● **Task to carry out**
Count every line of the material that holds the string "description". Respond with the total only.
---------- Study material ----------
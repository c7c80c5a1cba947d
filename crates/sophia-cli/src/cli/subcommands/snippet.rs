use std::path::PathBuf;

use clap::{Args, Subcommand};

/// Snippet commands.
#[derive(Clone, Debug, Subcommand)]
pub enum SnippetCommands {
    /// Save a snippet.
    Create(CreateSnippetArgs),
    /// Get a snippet by ID.
    Get { id: String },
    /// List snippets, newest first.
    List(ListSnippetArgs),
    /// Update a snippet.
    Update(UpdateSnippetArgs),
    /// Delete a snippet.
    Delete { id: String },
    /// Put a snippet in a collection, or take it out.
    Move {
        id: String,
        #[arg(long = "to", conflicts_with = "none", required_unless_present = "none")]
        collection: Option<String>,
        /// Remove the snippet from its collection.
        #[arg(long)]
        none: bool,
    },
    /// Snippets whose embeddings are closest to this one.
    Similar { id: String },
}

#[derive(Clone, Debug, Args)]
#[allow(clippy::struct_excessive_bools)]
pub struct CreateSnippetArgs {
    #[arg(long)]
    pub title: String,
    #[arg(long, conflicts_with = "code_file", required_unless_present = "code_file")]
    pub code: Option<String>,
    /// Read the code from a file (`-` for stdin).
    #[arg(long)]
    pub code_file: Option<PathBuf>,
    #[arg(long)]
    pub description: Option<String>,
    /// Language name or label, e.g. `python` or `C++`.
    #[arg(long, default_value = "python")]
    pub language: String,
    /// Comma-separated tags.
    #[arg(long)]
    pub tags: Option<String>,
    #[arg(long)]
    pub collection: Option<String>,
    /// Ask the AI for tags when `--tags` is empty.
    #[arg(long)]
    pub suggest_tags: bool,
    /// Skip embedding the snippet after saving.
    #[arg(long)]
    pub no_embed: bool,
}

#[derive(Clone, Debug, Args)]
pub struct ListSnippetArgs {
    #[arg(long)]
    pub collection: Option<String>,
    #[arg(long)]
    pub language: Option<String>,
    #[arg(long)]
    pub tag: Option<String>,
    /// 1-based page number.
    #[arg(long, default_value_t = 1)]
    pub page: u32,
}

#[derive(Clone, Debug, Args)]
pub struct UpdateSnippetArgs {
    pub id: String,
    #[arg(long)]
    pub title: Option<String>,
    #[arg(long, conflicts_with = "code_file")]
    pub code: Option<String>,
    #[arg(long)]
    pub code_file: Option<PathBuf>,
    /// An empty value clears the description.
    #[arg(long)]
    pub description: Option<String>,
    #[arg(long)]
    pub language: Option<String>,
    #[arg(long)]
    pub tags: Option<String>,
    /// Skip re-embedding after a change to the title, code, or description.
    #[arg(long)]
    pub no_embed: bool,
}
//! General application configuration.

use serde::{Deserialize, Serialize};

/// Default page size for snippet listings.
const fn default_per_page() -> u32 {
    10
}

/// Default result limit.
const fn default_limit() -> u32 {
    20
}

#[derive(Debug, Clone, Deserialize, Serialize)]
pub struct GeneralConfig {
    /// Page size for `snippet list`.
    #[serde(default = "default_per_page")]
    pub per_page: u32,

    /// Default result limit for list/search commands.
    #[serde(default = "default_limit")]
    pub default_limit: u32,
}

impl Default for GeneralConfig {
    fn default() -> Self {
        Self {
            per_page: default_per_page(),
            default_limit: default_limit(),
        }
    }
}

#[cfg(test)]
mod tests {
    use super::*;

    #[test]
    fn defaults_are_correct() {
        let config = GeneralConfig::default();
        assert_eq!(config.per_page, 10);
        assert_eq!(config.default_limit, 20);
    }
}
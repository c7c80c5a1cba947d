use std::io::{BufRead, IsTerminal, Read, Write};
use std::path::Path;

use anyhow::{Context, bail};

/// Code from `--code`, or from `--code-file` (`-` reads stdin).
pub fn read_code(code: Option<&str>, file: Option<&Path>) -> anyhow::Result<String> {
    match (code, file) {
        (Some(code), _) => Ok(code.to_string()),
        (None, Some(path)) if path == Path::new("-") => {
            let mut buf = String::new();
            std::io::stdin()
                .read_to_string(&mut buf)
                .context("failed to read code from stdin")?;
            Ok(buf)
        }
        (None, Some(path)) => std::fs::read_to_string(path)
            .with_context(|| format!("failed to read code file {}", path.display())),
        (None, None) => bail!("provide --code or --code-file"),
    }
}

/// The password flag if given, otherwise one line from stdin.
///
/// The prompt goes to stderr and only when stdin is a terminal.
pub fn read_password(provided: Option<&str>, prompt: &str) -> anyhow::Result<String> {
    if let Some(password) = provided {
        return Ok(password.to_string());
    }
    let stdin = std::io::stdin();
    if stdin.is_terminal() {
        eprint!("{prompt}: ");
        std::io::stderr().flush().ok();
    }
    read_line(stdin.lock()).with_context(|| format!("failed to read {prompt} from stdin"))
}

fn read_line(mut reader: impl BufRead) -> anyhow::Result<String> {
    let mut line = String::new();
    if reader.read_line(&mut line)? == 0 {
        bail!("unexpected end of input");
    }
    Ok(line.trim_end_matches(['\r', '\n']).to_string())
}

#[cfg(test)]
mod tests {
    use std::io::Cursor;

    use super::{read_code, read_line};

    #[test]
    fn inline_code_wins() {
        let code = read_code(Some("print(1)"), None).expect("inline code");
        assert_eq!(code, "print(1)");
    }

    #[test]
    fn reads_code_file() {
        let dir = tempfile::TempDir::new().expect("tempdir");
        let path = dir.path().join("two_sum.py");
        std::fs::write(&path, "def two_sum(nums, target):\n    pass\n").expect("write");

        let code = read_code(None, Some(&path)).expect("file code");
        assert!(code.starts_with("def two_sum"));
    }

    #[test]
    fn missing_file_names_the_path() {
        let err = read_code(None, Some(std::path::Path::new("/nonexistent/x.rs")))
            .expect_err("should fail");
        assert!(format!("{err:#}").contains("/nonexistent/x.rs"));
    }

    #[test]
    fn no_source_is_an_error() {
        assert!(read_code(None, None).is_err());
    }

    #[test]
    fn read_line_strips_line_ending_only() {
        let line = read_line(Cursor::new(" hunter2 \r\nrest")).expect("line");
        assert_eq!(line, " hunter2 ");
    }

    #[test]
    fn read_line_rejects_empty_input() {
        assert!(read_line(Cursor::new("")).is_err());
    }
}
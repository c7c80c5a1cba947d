//! Embedding storage.
//!
//! Vectors are opaque blobs here; encoding and similarity live in
//! `sophia-search`. The model name is stored next to the blob; vectors from
//! another model are neither scanned nor counted as indexed.

use crate::error::DatabaseError;
use crate::repos::snippet::{row_to_snippet, snippet_columns};
use crate::service::SophiaService;
use sophia_core::entities::Snippet;

impl SophiaService {
    /// Store the embedding for a snippet, replacing any previous one.
    pub async fn set_snippet_embedding(
        &self,
        user_id: &str,
        id: &str,
        blob: &[u8],
        model: &str,
    ) -> Result<(), DatabaseError> {
        let updated = self
            .db()
            .conn()
            .execute(
                "UPDATE snippets SET embedding = ?1, embedding_model = ?2 WHERE id = ?3 AND user_id = ?4",
                libsql::params![libsql::Value::Blob(blob.to_vec()), model, id, user_id],
            )
            .await?;
        if updated == 0 {
            return Err(DatabaseError::not_found("snippet", id));
        }
        Ok(())
    }

    pub async fn clear_snippet_embedding(&self, user_id: &str, id: &str) -> Result<(), DatabaseError> {
        let updated = self
            .db()
            .conn()
            .execute(
                "UPDATE snippets SET embedding = NULL, embedding_model = NULL WHERE id = ?1 AND user_id = ?2",
                [id, user_id],
            )
            .await?;
        if updated == 0 {
            return Err(DatabaseError::not_found("snippet", id));
        }
        Ok(())
    }

    /// The stored blob for one snippet, `None` if it has not been embedded.
    pub async fn snippet_embedding(
        &self,
        user_id: &str,
        id: &str,
    ) -> Result<Option<Vec<u8>>, DatabaseError> {
        let mut rows = self
            .db()
            .conn()
            .query(
                "SELECT embedding FROM snippets WHERE id = ?1 AND user_id = ?2",
                [id, user_id],
            )
            .await?;
        let row = rows
            .next()
            .await?
            .ok_or_else(|| DatabaseError::not_found("snippet", id))?;
        Ok(row.get::<Option<Vec<u8>>>(0)?)
    }

    /// The stored blob for one snippet together with the model that made it.
    pub async fn snippet_embedding_with_model(
        &self,
        user_id: &str,
        id: &str,
    ) -> Result<Option<(Vec<u8>, String)>, DatabaseError> {
        let mut rows = self
            .db()
            .conn()
            .query(
                "SELECT embedding, embedding_model FROM snippets WHERE id = ?1 AND user_id = ?2",
                [id, user_id],
            )
            .await?;
        let row = rows
            .next()
            .await?
            .ok_or_else(|| DatabaseError::not_found("snippet", id))?;
        let Some(blob) = row.get::<Option<Vec<u8>>>(0)? else {
            return Ok(None);
        };
        let model = row.get::<Option<String>>(1)?.unwrap_or_default();
        Ok(Some((blob, model)))
    }

    /// Every `(snippet_id, blob)` pair the user has from `model`, for a linear scan.
    pub async fn embedding_candidates(
        &self,
        user_id: &str,
        model: &str,
    ) -> Result<Vec<(String, Vec<u8>)>, DatabaseError> {
        let mut rows = self
            .db()
            .conn()
            .query(
                "SELECT id, embedding FROM snippets
                 WHERE user_id = ?1 AND embedding IS NOT NULL AND embedding_model = ?2
                 ORDER BY id",
                [user_id, model],
            )
            .await?;
        let mut candidates = Vec::new();
        while let Some(row) = rows.next().await? {
            candidates.push((row.get::<String>(0)?, row.get::<Vec<u8>>(1)?));
        }
        Ok(candidates)
    }

    /// Snippets without a vector from `model`, oldest first.
    pub async fn snippets_missing_embedding(
        &self,
        user_id: &str,
        model: &str,
    ) -> Result<Vec<Snippet>, DatabaseError> {
        let mut rows = self
            .db()
            .conn()
            .query(
                &format!(
                    "SELECT {} FROM snippets
                     WHERE user_id = ?1 AND (embedding IS NULL OR embedding_model IS NOT ?2)
                     ORDER BY created_at, rowid",
                    snippet_columns("")
                ),
                [user_id, model],
            )
            .await?;
        let mut snippets = Vec::new();
        while let Some(row) = rows.next().await? {
            snippets.push(row_to_snippet(&row)?);
        }
        Ok(snippets)
    }
}

#[cfg(test)]
mod tests {
    use pretty_assertions::assert_eq;

    use crate::error::DatabaseError;
    use crate::test_support::{make_snippet, register, test_service};
    use crate::updates::snippet::SnippetUpdateBuilder;

    #[tokio::test]
    async fn set_get_clear() {
        let svc = test_service().await;
        let user = register(&svc, "ada").await;
        let s = make_snippet(&svc, &user, "A", "a").await;

        assert_eq!(svc.snippet_embedding(&user.id, &s.id).await.unwrap(), None);

        svc.set_snippet_embedding(&user.id, &s.id, &[1, 2, 3, 4], "text-embedding-004")
            .await
            .unwrap();
        assert_eq!(
            svc.snippet_embedding(&user.id, &s.id).await.unwrap(),
            Some(vec![1, 2, 3, 4])
        );
        assert!(svc.get_snippet(&user.id, &s.id).await.unwrap().has_embedding);

        svc.clear_snippet_embedding(&user.id, &s.id).await.unwrap();
        assert_eq!(svc.snippet_embedding(&user.id, &s.id).await.unwrap(), None);
    }

    #[tokio::test]
    async fn candidates_and_missing_partition_snippets() {
        let svc = test_service().await;
        let user = register(&svc, "ada").await;
        let a = make_snippet(&svc, &user, "A", "a").await;
        let b = make_snippet(&svc, &user, "B", "b").await;
        svc.set_snippet_embedding(&user.id, &a.id, &[0; 8], "m")
            .await
            .unwrap();

        let candidates = svc.embedding_candidates(&user.id, "m").await.unwrap();
        assert_eq!(candidates, vec![(a.id.clone(), vec![0; 8])]);

        let missing = svc.snippets_missing_embedding(&user.id, "m").await.unwrap();
        assert_eq!(missing.iter().map(|s| &s.id).collect::<Vec<_>>(), vec![&b.id]);
    }

    #[tokio::test]
    async fn vectors_from_another_model_count_as_missing() {
        let svc = test_service().await;
        let user = register(&svc, "ada").await;
        let old = make_snippet(&svc, &user, "Old", "a").await;
        let new = make_snippet(&svc, &user, "New", "b").await;
        svc.set_snippet_embedding(&user.id, &old.id, &[1; 4], "old-model")
            .await
            .unwrap();
        svc.set_snippet_embedding(&user.id, &new.id, &[2; 4], "new-model")
            .await
            .unwrap();

        let candidates = svc.embedding_candidates(&user.id, "new-model").await.unwrap();
        assert_eq!(candidates, vec![(new.id.clone(), vec![2; 4])]);

        let missing = svc.snippets_missing_embedding(&user.id, "new-model").await.unwrap();
        assert_eq!(missing.iter().map(|s| &s.id).collect::<Vec<_>>(), vec![&old.id]);

        assert_eq!(
            svc.snippet_embedding_with_model(&user.id, &old.id).await.unwrap(),
            Some((vec![1; 4], "old-model".to_string()))
        );
    }

    #[tokio::test]
    async fn editing_text_clears_embedding() {
        let svc = test_service().await;
        let user = register(&svc, "ada").await;
        let s = make_snippet(&svc, &user, "A", "a").await;
        svc.set_snippet_embedding(&user.id, &s.id, &[9; 4], "m")
            .await
            .unwrap();

        svc.update_snippet(&user.id, &s.id, SnippetUpdateBuilder::new().tags("x").build())
            .await
            .unwrap();
        assert!(svc.snippet_embedding(&user.id, &s.id).await.unwrap().is_some());

        svc.update_snippet(&user.id, &s.id, SnippetUpdateBuilder::new().code("b").build())
            .await
            .unwrap();
        assert!(svc.snippet_embedding(&user.id, &s.id).await.unwrap().is_none());
    }

    #[tokio::test]
    async fn foreign_snippet_embedding_is_not_found() {
        let svc = test_service().await;
        let ada = register(&svc, "ada").await;
        let grace = register(&svc, "grace").await;
        let s = make_snippet(&svc, &ada, "A", "a").await;

        let err = svc
            .set_snippet_embedding(&grace.id, &s.id, &[0; 4], "m")
            .await
            .unwrap_err();
        assert!(matches!(err, DatabaseError::Core(_)));
        assert!(svc.embedding_candidates(&grace.id, "m").await.unwrap().is_empty());
    }
}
----------
● **Exercise answer**
4